The Finance Minister, Ken Ofori-Atta, said in his mid-year budget statement last month that the three-and-a-half-year CARES programme is designed to stimulate the economy and restore it to the path of growth following the massive setback caused by the virus.
Although the Minister said at least 70 percent of the expected funds would come from private sources, both domestic and external, Dr. Obeng-Okon argued that seeking external funding would further compound Ghana’s public debt woes.
“The challenge for government is usually not the domestic debt but the external debt, which impacts negatively on our fiscal position due to the forex implications on interest and principal repayments,” he said in an article titled, “Quantitative easing through creating or printing money to fund COVID-19 pandemic budgets – lessons for Ghana”.

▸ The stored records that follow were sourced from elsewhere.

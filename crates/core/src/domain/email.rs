use serde::{Deserialize, Serialize};

/// Read-only view of a message as supplied by the mail source.
#[derive(Clone, Debug, PartialEq, Eq, Serialize, Deserialize)]
pub struct EmailFacts {
    pub from: String,
    pub subject: String,
    #[serde(default)]
    pub snippet: String,
    #[serde(default)]
    pub body: Option<String>,
}

impl EmailFacts {
    /// Bare, lowercased sender address. `"Jane Roe <Jane@Example.com>"` becomes
    /// `"jane@example.com"`; a header without angle brackets is used as is.
    pub fn sender_address(&self) -> String {
        normalize_address(&self.from)
    }

    /// Body text when present and not blank.
    pub fn body_text(&self) -> Option<&str> {
        self.body.as_deref().filter(|body| !body.trim().is_empty())
    }

    pub fn has_body(&self) -> bool {
        self.body_text().is_some()
    }
}

pub fn normalize_address(header: &str) -> String {
    let trimmed = header.trim();
    let address = match (trimmed.rfind('<'), trimmed.rfind('>')) {
        (Some(open), Some(close)) if open < close => &trimmed[open + 1..close],
        _ => trimmed,
    };
    address.trim().to_ascii_lowercase()
}

#[derive(Clone, Debug, PartialEq, Eq, Serialize, Deserialize)]
pub struct ThreadMessage {
    pub from: String,
    pub subject: String,
    #[serde(default)]
    pub body: String,
}

/// Optional recipient context that helps tell wanted outreach from cold outreach.
#[derive(Clone, Debug, Default, PartialEq, Eq, Serialize, Deserialize)]
#[serde(rename_all = "camelCase")]
pub struct UserProfile {
    #[serde(default)]
    pub name: Option<String>,
    #[serde(default)]
    pub email: Option<String>,
    #[serde(default)]
    pub company: Option<String>,
    #[serde(default)]
    pub role: Option<String>,
    #[serde(default)]
    pub interests: Vec<String>,
}

#[cfg(test)]
mod tests {
    use super::{normalize_address, EmailFacts};

    fn facts(from: &str, body: Option<&str>) -> EmailFacts {
        EmailFacts {
            from: from.to_string(),
            subject: "subject".to_string(),
            snippet: "snippet".to_string(),
            body: body.map(str::to_string),
        }
    }

    #[test]
    fn sender_address_strips_display_name_and_case() {
        assert_eq!(facts("Jane Roe <Jane@Example.COM>", None).sender_address(), "jane@example.com");
        assert_eq!(facts("  sales@vendor.com ", None).sender_address(), "sales@vendor.com");
        assert_eq!(normalize_address("\"Roe, Jane\" <jane@example.com>"), "jane@example.com");
    }

    #[test]
    fn blank_body_counts_as_absent() {
        assert!(!facts("a@b.c", Some("  \n")).has_body());
        assert!(!facts("a@b.c", None).has_body());
        assert_eq!(facts("a@b.c", Some("hello")).body_text(), Some("hello"));
    }
}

He said countries that have sought to resuscitate their COVID-19-hit economies have relied largely on central bank financing.
“From the analysis of funding sources of various countries, it appears that all of them continue to use almost 100 percent funding from domestic sources. Funding from domestic sources using quantitative easing provides a virtuous cycle that allows funds to stay within the country and grow the economy,” he said.

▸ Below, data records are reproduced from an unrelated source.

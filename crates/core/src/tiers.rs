//! Model tier resolution.
//!
//! Two named tiers exist: `default` for open-ended extraction and `economy`
//! for closed-set classification. Each resolves to a vendor, a model id and
//! the vendor's API key. Resolution is a pure lookup over [`LlmConfig`] and
//! fails before any inference is attempted when a key is missing.

use std::fmt;

use secrecy::SecretString;
use serde::{Deserialize, Serialize};

use crate::config::{has_secret, LlmConfig};
use crate::errors::AnalysisError;

#[derive(Clone, Copy, Debug, PartialEq, Eq, Hash, PartialOrd, Ord, Serialize, Deserialize)]
#[serde(rename_all = "snake_case")]
pub enum Vendor {
    OpenAi,
    Anthropic,
    Google,
}

impl Vendor {
    pub const ALL: [Vendor; 3] = [Vendor::OpenAi, Vendor::Anthropic, Vendor::Google];

    pub fn as_str(self) -> &'static str {
        match self {
            Self::OpenAi => "openai",
            Self::Anthropic => "anthropic",
            Self::Google => "google",
        }
    }

    pub fn api_key_env(self) -> &'static str {
        match self {
            Self::OpenAi => "OPENAI_API_KEY",
            Self::Anthropic => "ANTHROPIC_API_KEY",
            Self::Google => "GOOGLE_API_KEY",
        }
    }

    /// Built-in model for a tier when no explicit override is configured.
    pub fn builtin_model(self, tier: Tier) -> &'static str {
        match (self, tier) {
            (Self::OpenAi, Tier::Default) => "gpt-4o",
            (Self::OpenAi, Tier::Economy) => "gpt-4o-mini",
            (Self::Anthropic, Tier::Default) => "claude-3-5-sonnet-latest",
            (Self::Anthropic, Tier::Economy) => "claude-3-5-haiku-latest",
            (Self::Google, Tier::Default) => "gemini-1.5-pro",
            (Self::Google, Tier::Economy) => "gemini-1.5-flash",
        }
    }
}

impl fmt::Display for Vendor {
    fn fmt(&self, f: &mut fmt::Formatter<'_>) -> fmt::Result {
        f.write_str(self.as_str())
    }
}

impl std::str::FromStr for Vendor {
    type Err = AnalysisError;

    fn from_str(value: &str) -> Result<Self, Self::Err> {
        match value.trim().to_ascii_lowercase().as_str() {
            "openai" => Ok(Self::OpenAi),
            "anthropic" => Ok(Self::Anthropic),
            "google" | "gemini" => Ok(Self::Google),
            other => Err(AnalysisError::UnsupportedProvider(other.to_string())),
        }
    }
}

#[derive(Clone, Copy, Debug, PartialEq, Eq, Hash, Serialize, Deserialize)]
#[serde(rename_all = "snake_case")]
pub enum Tier {
    Default,
    Economy,
}

impl Tier {
    pub fn as_str(self) -> &'static str {
        match self {
            Self::Default => "default",
            Self::Economy => "economy",
        }
    }
}

impl fmt::Display for Tier {
    fn fmt(&self, f: &mut fmt::Formatter<'_>) -> fmt::Result {
        f.write_str(self.as_str())
    }
}

/// Per-vendor API keys. `Debug` never prints the secret material.
#[derive(Clone, Debug, Default)]
pub struct ApiKeys {
    pub openai: Option<SecretString>,
    pub anthropic: Option<SecretString>,
    pub google: Option<SecretString>,
}

impl ApiKeys {
    pub fn get(&self, vendor: Vendor) -> Option<&SecretString> {
        match vendor {
            Vendor::OpenAi => self.openai.as_ref(),
            Vendor::Anthropic => self.anthropic.as_ref(),
            Vendor::Google => self.google.as_ref(),
        }
    }

    pub fn set(&mut self, vendor: Vendor, key: SecretString) {
        let slot = match vendor {
            Vendor::OpenAi => &mut self.openai,
            Vendor::Anthropic => &mut self.anthropic,
            Vendor::Google => &mut self.google,
        };
        *slot = Some(key);
    }
}

#[derive(Clone, Debug)]
pub struct TierProfile {
    pub tier: Tier,
    pub vendor: Vendor,
    pub model_id: String,
    pub api_key: SecretString,
}

#[derive(Clone, Debug)]
pub struct ResolvedTiers {
    pub default: TierProfile,
    pub economy: TierProfile,
}

impl ResolvedTiers {
    pub fn profile(&self, tier: Tier) -> &TierProfile {
        match tier {
            Tier::Default => &self.default,
            Tier::Economy => &self.economy,
        }
    }
}

impl LlmConfig {
    pub fn resolve(&self) -> Result<ResolvedTiers, AnalysisError> {
        let default_vendor: Vendor = self.provider.parse()?;
        let economy_vendor = match self.economy_provider.as_deref() {
            Some(name) if !name.trim().is_empty() => name.parse()?,
            _ => default_vendor,
        };

        Ok(ResolvedTiers {
            default: self.profile_for(Tier::Default, default_vendor, self.default_model.as_deref())?,
            economy: self.profile_for(Tier::Economy, economy_vendor, self.economy_model.as_deref())?,
        })
    }

    pub fn resolve_tier(&self, tier: Tier) -> Result<TierProfile, AnalysisError> {
        self.resolve().map(|tiers| tiers.profile(tier).clone())
    }

    fn profile_for(
        &self,
        tier: Tier,
        vendor: Vendor,
        model_override: Option<&str>,
    ) -> Result<TierProfile, AnalysisError> {
        let api_key = self
            .api_keys
            .get(vendor)
            .filter(|key| has_secret(Some(key)))
            .cloned()
            .ok_or_else(|| {
                AnalysisError::Configuration(format!(
                    "{tier} tier uses vendor `{vendor}` but no API key is set (expected {})",
                    vendor.api_key_env()
                ))
            })?;

        let model_id = model_override
            .map(str::trim)
            .filter(|value| !value.is_empty())
            .unwrap_or_else(|| vendor.builtin_model(tier))
            .to_string();

        Ok(TierProfile { tier, vendor, model_id, api_key })
    }
}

“Most of the debt created temporarily through quantitative easing in the developed economies tended to be permanent or written off by successive governments, so why shouldn’t developing nations also look inward for funding?” he added.
Generally, quantitative easing (QE) is a form of expansionary monetary policy in which the central bank of a country purchases a large number of financial assets, such as bonds, from commercial banks and other financial institutions.
Usually, the purchase of these assets in large amounts increases the excess reserves held by the financial institutions, facilitates lending, increases the money supply, drives up the price of bonds, lowers the yield, and lowers interest rates.
Dr. Obeng-Okon, who is a lecturer of public accounting at the Ghana Institute of Management and Public Administration (GIMPA), urged the Bank of Ghana to create more money in ways that will have underlying assets to check inflation.
“Most of the world’s greatest central banks have embarked on serious quantitative easing to solve the economic setback of the coronavirus pandemic, and the author recommends the Bank of Ghana to do same to improve market liquidity and confidence in the financial services sector, especially within the lower tiers such as savings and loans, finance houses, microfinance companies, asset management companies and other non-bank financial institutions.
“It is important to stress that quantitative easing through creating money and/or printing money can be done without creating high inflation, especially during recessions caused by pandemics, as indicated in the unrealistic assumptions of the quantity theory of money put forward by monetarists. Notwithstanding, it is the interaction between fiscal and monetary policies that determines inflation, and therefore the cooperation between BoG and MoF is central to keeping inflation on target,” he argued.
He stated that it is obvious the country needs to improve local production rather than depend on foreign imports. Local production, Dr. Obeng-Okon said, will help not only to create employment and increase income, but it has the potential to stabilise the local currency.
“The budget estimate of GH¢100bn for CARES by government for 2021-2023 must be strategically spent on boosting local production without any foreign intermediate goods so as not to contribute to the depreciation of our currency and thereby cause imported inflation,” he added.